Stored items:
//! End-to-end scenarios across the store, plan service, and scheduler
//! surfaces, using scratch data directories and scripted agents.

use std::collections::HashSet;
use std::sync::Arc;

use shipyard::agent::{Agent, MockAgent};
use shipyard::config::Config;
use shipyard::events::EventBus;
use shipyard::models::{ProjectCreate, ProjectStatus, TaskCreate, TaskPatch, TaskStatus};
use shipyard::plan::PlanService;
use shipyard::store::Store;

struct Env {
    _data: tempfile::TempDir,
    config: Arc<Config>,
    store: Store,
    events: Arc<EventBus>,
}

fn env() -> Env {
    let data = tempfile::tempdir().unwrap();
    let config = Arc::new(Config {
        data_dir: data.path().to_path_buf(),
        ..Config::default()
    });
    let events = Arc::new(EventBus::new());
    let store = Store::new(Arc::clone(&config), Arc::clone(&events));
    Env {
        _data: data,
        config,
        store,
        events,
    }
}

async fn ready_project(env: &Env, name: &str) -> String {
    let project = env
        .store
        .create_project(ProjectCreate {
            name: name.to_string(),
            repo_url: None,
            branch: "main".to_string(),
            source_type: "new".to_string(),
            auto_merge: true,
            auto_push: false,
        })
        .await
        .unwrap();
    env.store
        .update_project_status(&project.id, ProjectStatus::Ready, None)
        .await
        .unwrap();
    project.id
}

fn task(description: &str) -> TaskCreate {
    TaskCreate {
        description: description.to_string(),
        priority: 0,
        depends_on: None,
        plan_mode: false,
    }
}

/// One worker, two projects with equal-priority pending tasks: the older
/// task wins, and after it finishes the other project gets its turn.
#[tokio::test]
async fn cross_project_claim_fairness() {
    let env = env();
    let p1 = ready_project(&env, "first").await;
    let p2 = ready_project(&env, "second").await;

    let t1 = env.store.create_task(&p1, task("older")).await.unwrap();
    tokio::time::sleep(std::time::Duration::from_millis(5)).await;
    let t2 = env.store.create_task(&p2, task("newer")).await.unwrap();

    let (pid, claimed) = env.store.claim_next_task("worker-1").await.unwrap().unwrap();
    assert_eq!(pid, p1);
    assert_eq!(claimed.id, t1.id);
    // The single worker is busy; nothing else can be claimed by it until the
    // task finishes, and the other pending task stays untouched.
    let waiting = env.store.get_task(&p2, &t2.id).await.unwrap();
    assert_eq!(waiting.status, TaskStatus::Pending);

    for status in [TaskStatus::Running, TaskStatus::Merging, TaskStatus::Completed] {
        env.store
            .update_task(&p1, &t1.id, TaskPatch::status(status))
            .await
            .unwrap();
    }

    let (pid, claimed) = env.store.claim_next_task("worker-1").await.unwrap().unwrap();
    assert_eq!(pid, p2);
    assert_eq!(claimed.id, t2.id);
}

/// Engine dies while a task runs; the next startup returns it to `pending`
/// with a priority boost and it gets claimed again.
#[tokio::test]
async fn stale_task_recovery_after_restart() {
    let env = env();
    let pid = ready_project(&env, "crashy").await;
    let t = env.store.create_task(&pid, task("interrupted")).await.unwrap();
    env.store.claim_next_task("worker-1").await.unwrap().unwrap();
    env.store
        .update_task(&pid, &t.id, TaskPatch::status(TaskStatus::Running))
        .await
        .unwrap();

    // "Restart": a fresh store over the same data directory.
    let store2 = Store::new(Arc::clone(&env.config), Arc::new(EventBus::new()));
    let recovered = store2.recover_stale(HashSet::new()).await.unwrap();
    assert_eq!(recovered, vec![(pid.clone(), t.id.clone())]);

    let after = store2.get_task(&pid, &t.id).await.unwrap();
    assert_eq!(after.status, TaskStatus::Pending);
    assert_eq!(after.priority, 1);
    assert_eq!(after.worker_id, None);

    let (_, reclaimed) = store2.claim_next_task("worker-1").await.unwrap().unwrap();
    assert_eq!(reclaimed.id, t.id);
}

/// A malformed registry on startup is quarantined, replaced with an empty
/// one, and announced on the system topic.
#[tokio::test]
async fn malformed_registry_is_quarantined() {
    let env = env();
    std::fs::write(env.config.registry_file(), b"{definitely not json").unwrap();

    assert!(env.store.list_projects().await.unwrap().is_empty());

    let messages: Vec<String> = env
        .events
        .recent(10)
        .into_iter()
        .map(|e| e.message)
        .collect();
    assert!(
        messages.iter().any(|m| m.contains("quarantined projects.json")),
        "events: {:?}",
        messages
    );
    let quarantined = std::fs::read_dir(env.config.data_dir.clone())
        .unwrap()
        .filter_map(|e| e.ok())
        .any(|e| e.file_name().to_string_lossy().contains("projects.json.corrupt"));
    assert!(quarantined);
}

/// Plan generate → approve with answers → the claimed task carries exactly
/// the recorded plan and answers.
#[tokio::test]
async fn plan_roundtrip_reaches_claim() {
    let env = env();
    let pid = ready_project(&env, "planned").await;
    let t = env
        .store
        .create_task(
            &pid,
            TaskCreate {
                description: "restructure the config loader".to_string(),
                priority: 0,
                depends_on: None,
                plan_mode: true,
            },
        )
        .await
        .unwrap();

    let agent = Arc::new(MockAgent::new());
    agent.push_text("## Plan\n1. split loader\n2. add tests");
    let plans = PlanService::new(
        env.store.clone(),
        Arc::clone(&agent) as Arc<dyn Agent>,
        Arc::clone(&env.events),
        Arc::clone(&env.config),
    );

    plans.generate(&pid, &t.id).await.unwrap();
    let pending = env.store.get_task(&pid, &t.id).await.unwrap();
    assert_eq!(pending.status, TaskStatus::PlanPending);

    let mut answers = serde_json::Map::new();
    answers.insert(
        "style".to_string(),
        serde_json::Value::String("concise".to_string()),
    );
    plans
        .approve(&pid, &t.id, true, Some(answers.clone()), None)
        .await
        .unwrap();

    let (_, claimed) = env.store.claim_next_task("worker-1").await.unwrap().unwrap();
    assert_eq!(claimed.id, t.id);
    assert!(claimed.plan_approved);
    let plan = claimed.plan.unwrap();
    assert!(plan.contains("1. split loader"));
    assert!(plan.contains("- **style**: concise"));
    assert_eq!(claimed.plan_answers.unwrap(), answers);
}

/// The worker-binding invariant holds through a full lifecycle driven via
/// store transitions alone.
#[tokio::test]
async fn worker_binding_invariant() {
    let env = env();
    let pid = ready_project(&env, "invariants").await;
    let t = env.store.create_task(&pid, task("observe")).await.unwrap();

    let check = |task: &shipyard::models::Task| {
        assert_eq!(
            task.worker_id.is_some(),
            task.status.is_active(),
            "binding invariant violated at {:?}",
            task.status
        );
    };

    check(&env.store.get_task(&pid, &t.id).await.unwrap());
    let (_, claimed) = env.store.claim_next_task("worker-1").await.unwrap().unwrap();
    check(&claimed);
    for status in [TaskStatus::Running, TaskStatus::Merging, TaskStatus::Testing] {
        let updated = env
            .store
            .update_task(&pid, &t.id, TaskPatch::status(status))
            .await
            .unwrap();
        check(&updated);
    }
    let done = env
        .store
        .update_task(&pid, &t.id, TaskPatch::status(TaskStatus::Completed))
        .await
        .unwrap();
    check(&done);
    assert!(done.completed_at.is_some());
}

(Exercise details):
The records above need copying. Do it exactly.

(Answer to the problem):
//! End-to-end scenarios across the store, plan service, and scheduler
//! surfaces, using scratch data directories and scripted agents.

use std::collections::HashSet;
use std::sync::Arc;

use shipyard::agent::{Agent, MockAgent};
use shipyard::config::Config;
use shipyard::events::EventBus;
use shipyard::models::{ProjectCreate, ProjectStatus, TaskCreate, TaskPatch, TaskStatus};
use shipyard::plan::PlanService;
use shipyard::store::Store;

struct Env {
    _data: tempfile::TempDir,
    config: Arc<Config>,
    store: Store,
    events: Arc<EventBus>,
}

fn env() -> Env {
    let data = tempfile::tempdir().unwrap();
    let config = Arc::new(Config {
        data_dir: data.path().to_path_buf(),
        ..Config::default()
    });
    let events = Arc::new(EventBus::new());
    let store = Store::new(Arc::clone(&config), Arc::clone(&events));
    Env {
        _data: data,
        config,
        store,
        events,
    }
}

async fn ready_project(env: &Env, name: &str) -> String {
    let project = env
        .store
        .create_project(ProjectCreate {
            name: name.to_string(),
            repo_url: None,
            branch: "main".to_string(),
            source_type: "new".to_string(),
            auto_merge: true,
            auto_push: false,
        })
        .await
        .unwrap();
    env.store
        .update_project_status(&project.id, ProjectStatus::Ready, None)
        .await
        .unwrap();
    project.id
}

fn task(description: &str) -> TaskCreate {
    TaskCreate {
        description: description.to_string(),
        priority: 0,
        depends_on: None,
        plan_mode: false,
    }
}

/// One worker, two projects with equal-priority pending tasks: the older
/// task wins, and after it finishes the other project gets its turn.
#[tokio::test]
async fn cross_project_claim_fairness() {
    let env = env();
    let p1 = ready_project(&env, "first").await;
    let p2 = ready_project(&env, "second").await;

    let t1 = env.store.create_task(&p1, task("older")).await.unwrap();
    tokio::time::sleep(std::time::Duration::from_millis(5)).await;
    let t2 = env.store.create_task(&p2, task("newer")).await.unwrap();

    let (pid, claimed) = env.store.claim_next_task("worker-1").await.unwrap().unwrap();
    assert_eq!(pid, p1);
    assert_eq!(claimed.id, t1.id);
    // The single worker is busy; nothing else can be claimed by it until the
    // task finishes, and the other pending task stays untouched.
    let waiting = env.store.get_task(&p2, &t2.id).await.unwrap();
    assert_eq!(waiting.status, TaskStatus::Pending);

    for status in [TaskStatus::Running, TaskStatus::Merging, TaskStatus::Completed] {
        env.store
            .update_task(&p1, &t1.id, TaskPatch::status(status))
            .await
            .unwrap();
    }

    let (pid, claimed) = env.store.claim_next_task("worker-1").await.unwrap().unwrap();
    assert_eq!(pid, p2);
    assert_eq!(claimed.id, t2.id);
}

/// Engine dies while a task runs; the next startup returns it to `pending`
/// with a priority boost and it gets claimed again.
#[tokio::test]
async fn stale_task_recovery_after_restart() {
    let env = env();
    let pid = ready_project(&env, "crashy").await;
    let t = env.store.create_task(&pid, task("interrupted")).await.unwrap();
    env.store.claim_next_task("worker-1").await.unwrap().unwrap();
    env.store
        .update_task(&pid, &t.id, TaskPatch::status(TaskStatus::Running))
        .await
        .unwrap();

    // "Restart": a fresh store over the same data directory.
    let store2 = Store::new(Arc::clone(&env.config), Arc::new(EventBus::new()));
    let recovered = store2.recover_stale(HashSet::new()).await.unwrap();
    assert_eq!(recovered, vec![(pid.clone(), t.id.clone())]);

    let after = store2.get_task(&pid, &t.id).await.unwrap();
    assert_eq!(after.status, TaskStatus::Pending);
    assert_eq!(after.priority, 1);
    assert_eq!(after.worker_id, None);

    let (_, reclaimed) = store2.claim_next_task("worker-1").await.unwrap().unwrap();
    assert_eq!(reclaimed.id, t.id);
}

/// A malformed registry on startup is quarantined, replaced with an empty
/// one, and announced on the system topic.
#[tokio::test]
async fn malformed_registry_is_quarantined() {
    let env = env();
    std::fs::write(env.config.registry_file(), b"{definitely not json").unwrap();

    assert!(env.store.list_projects().await.unwrap().is_empty());

    let messages: Vec<String> = env
        .events
        .recent(10)
        .into_iter()
        .map(|e| e.message)
        .collect();
    assert!(
        messages.iter().any(|m| m.contains("quarantined projects.json")),
        "events: {:?}",
        messages
    );
    let quarantined = std::fs::read_dir(env.config.data_dir.clone())
        .unwrap()
        .filter_map(|e| e.ok())
        .any(|e| e.file_name().to_string_lossy().contains("projects.json.corrupt"));
    assert!(quarantined);
}

/// Plan generate → approve with answers → the claimed task carries exactly
/// the recorded plan and answers.
#[tokio::test]
async fn plan_roundtrip_reaches_claim() {
    let env = env();
    let pid = ready_project(&env, "planned").await;
    let t = env
        .store
        .create_task(
            &pid,
            TaskCreate {
                description: "restructure the config loader".to_string(),
                priority: 0,
                depends_on: None,
                plan_mode: true,
            },
        )
        .await
        .unwrap();

    let agent = Arc::new(MockAgent::new());
    agent.push_text("## Plan\n1. split loader\n2. add tests");
    let plans = PlanService::new(
        env.store.clone(),
        Arc::clone(&agent) as Arc<dyn Agent>,
        Arc::clone(&env.events),
        Arc::clone(&env.config),
    );

    plans.generate(&pid, &t.id).await.unwrap();
    let pending = env.store.get_task(&pid, &t.id).await.unwrap();
    assert_eq!(pending.status, TaskStatus::PlanPending);

    let mut answers = serde_json::Map::new();
    answers.insert(
        "style".to_string(),
        serde_json::Value::String("concise".to_string()),
    );
    plans
        .approve(&pid, &t.id, true, Some(answers.clone()), None)
        .await
        .unwrap();

    let (_, claimed) = env.store.claim_next_task("worker-1").await.unwrap().unwrap();
    assert_eq!(claimed.id, t.id);
    assert!(claimed.plan_approved);
    let plan = claimed.plan.unwrap();
    assert!(plan.contains("1. split loader"));
    assert!(plan.contains("- **style**: concise"));
    assert_eq!(claimed.plan_answers.unwrap(), answers);
}

/// The worker-binding invariant holds through a full lifecycle driven via
/// store transitions alone.
#[tokio::test]
async fn worker_binding_invariant() {
    let env = env();
    let pid = ready_project(&env, "invariants").await;
    let t = env.store.create_task(&pid, task("observe")).await.unwrap();

    let check = |task: &shipyard::models::Task| {
        assert_eq!(
            task.worker_id.is_some(),
            task.status.is_active(),
            "binding invariant violated at {:?}",
            task.status
        );
    };

    check(&env.store.get_task(&pid, &t.id).await.unwrap());
    let (_, claimed) = env.store.claim_next_task("worker-1").await.unwrap().unwrap();
    check(&claimed);
    for status in [TaskStatus::Running, TaskStatus::Merging, TaskStatus::Testing] {
        let updated = env
            .store
            .update_task(&pid, &t.id, TaskPatch::status(status))
            .await
            .unwrap();
        check(&updated);
    }
    let done = env
        .store
        .update_task(&pid, &t.id, TaskPatch::status(TaskStatus::Completed))
        .await
        .unwrap();
    check(&done);
    assert!(done.completed_at.is_some());
}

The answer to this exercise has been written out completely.